Your objective: Take each line from the material below that includes the string "credential" and copy it.

*** Opening of Records for the task ***

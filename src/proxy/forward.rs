//! Upstream forwarding.
//!
//! Sends transformed payloads to the upstream chat-completion endpoint with
//! the internal credential and relays the response back. Non-streaming
//! responses are relayed verbatim with the upstream's status; streaming
//! responses are bridged chunk-by-chunk with no intermediate buffering, so
//! a slow caller backpressures the upstream read instead of growing memory.

use std::time::{Duration, Instant};

use axum::{
    body::Body,
    http::{header, HeaderValue, Response, StatusCode},
};
use serde_json::Value;

use crate::config::UpstreamConfig;
use crate::error::{ProxyError, Rejection};
use crate::observability::metrics;

/// Response header carrying the resolved provider label.
pub const X_MODEL_PROVIDER: &str = "x-model-provider";

/// Forwards chat payloads to the upstream endpoint.
pub struct ForwardingProxy {
    client: reqwest::Client,
    completions_url: String,
    api_key: String,
    timeout: Duration,
}

impl ForwardingProxy {
    /// Build the forwarder and its shared HTTP client.
    pub fn new(config: &UpstreamConfig) -> Result<Self, reqwest::Error> {
        let client = reqwest::Client::builder()
            .connect_timeout(Duration::from_secs(config.connect_timeout_secs))
            .build()?;

        Ok(Self {
            client,
            completions_url: format!(
                "{}/chat/completions",
                config.base_url.trim_end_matches('/')
            ),
            api_key: config.api_key.clone(),
            timeout: Duration::from_secs(config.timeout_secs),
        })
    }

    /// Forward a transformed payload and relay the upstream response.
    ///
    /// The caller's token never leaves the process; the upstream sees only
    /// the internal credential. Upstream application errors (non-2xx) are
    /// relayed with the upstream's own status and body — only transport
    /// failures become a proxy-generated 502.
    pub async fn forward(
        &self,
        request_id: &str,
        provider: &str,
        payload: Value,
        wants_stream: bool,
    ) -> Result<Response<Body>, Rejection> {
        let started = Instant::now();

        let response = self
            .client
            .post(&self.completions_url)
            .bearer_auth(&self.api_key)
            .json(&payload)
            .timeout(self.timeout)
            .send()
            .await
            .map_err(|e| {
                tracing::error!(request_id = %request_id, error = %e, "Upstream request failed");
                metrics::record_upstream_failure();
                ProxyError::Upstream(e.to_string()).with_request_id(request_id)
            })?;

        let status = response.status();
        metrics::record_upstream_request(status.as_u16(), started);

        if !status.is_success() {
            tracing::warn!(
                request_id = %request_id,
                status = %status,
                "Upstream returned an error status"
            );
        }

        if wants_stream {
            self.relay_stream(request_id, provider, response)
        } else {
            self.relay_buffered(request_id, provider, response).await
        }
    }

    /// Buffer the full upstream response and relay status + body verbatim.
    async fn relay_buffered(
        &self,
        request_id: &str,
        provider: &str,
        response: reqwest::Response,
    ) -> Result<Response<Body>, Rejection> {
        let status = response.status();
        let bytes = response.bytes().await.map_err(|e| {
            tracing::error!(request_id = %request_id, error = %e, "Upstream body read failed");
            ProxyError::Upstream(e.to_string()).with_request_id(request_id)
        })?;

        build_response(
            status,
            HeaderValue::from_static("application/json"),
            request_id,
            provider,
            Body::from(bytes),
        )
    }

    /// Relay the upstream byte stream live, preserving chunk order.
    ///
    /// Each chunk is read from upstream and written to the caller before the
    /// next read, so memory stays bounded by one chunk. Dropping the body on
    /// client hangup cancels the upstream read.
    fn relay_stream(
        &self,
        request_id: &str,
        provider: &str,
        response: reqwest::Response,
    ) -> Result<Response<Body>, Rejection> {
        let status = response.status();
        let content_type = response
            .headers()
            .get(header::CONTENT_TYPE)
            .cloned()
            .unwrap_or_else(|| HeaderValue::from_static("application/octet-stream"));

        build_response(
            status,
            content_type,
            request_id,
            provider,
            Body::from_stream(response.bytes_stream()),
        )
    }
}

fn build_response(
    status: StatusCode,
    content_type: HeaderValue,
    request_id: &str,
    provider: &str,
    body: Body,
) -> Result<Response<Body>, Rejection> {
    let mut builder = Response::builder()
        .status(status)
        .header(header::CONTENT_TYPE, content_type);

    if let Ok(value) = HeaderValue::from_str(request_id) {
        builder = builder.header("x-request-id", value);
    }
    if let Ok(value) = HeaderValue::from_str(provider) {
        builder = builder.header(X_MODEL_PROVIDER, value);
    }

    builder.body(body).map_err(|e| {
        ProxyError::Internal(format!("failed to build relay response: {}", e))
            .with_request_id(request_id)
    })
}

#[cfg(test)]
mod tests {
    use super::*;

    #[test]
    fn test_completions_url_join() {
        let mut config = UpstreamConfig::default();
        config.base_url = "https://api.example.com/v1/".to_string();
        let proxy = ForwardingProxy::new(&config).unwrap();
        assert_eq!(
            proxy.completions_url,
            "https://api.example.com/v1/chat/completions"
        );

        config.base_url = "https://api.example.com/v1".to_string();
        let proxy = ForwardingProxy::new(&config).unwrap();
        assert_eq!(
            proxy.completions_url,
            "https://api.example.com/v1/chat/completions"
        );
    }
}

*** Close of Records for the task ***

Answer for the task:
//! the internal credential and relays the response back. Non-streaming
    /// the internal credential. Upstream application errors (non-2xx) are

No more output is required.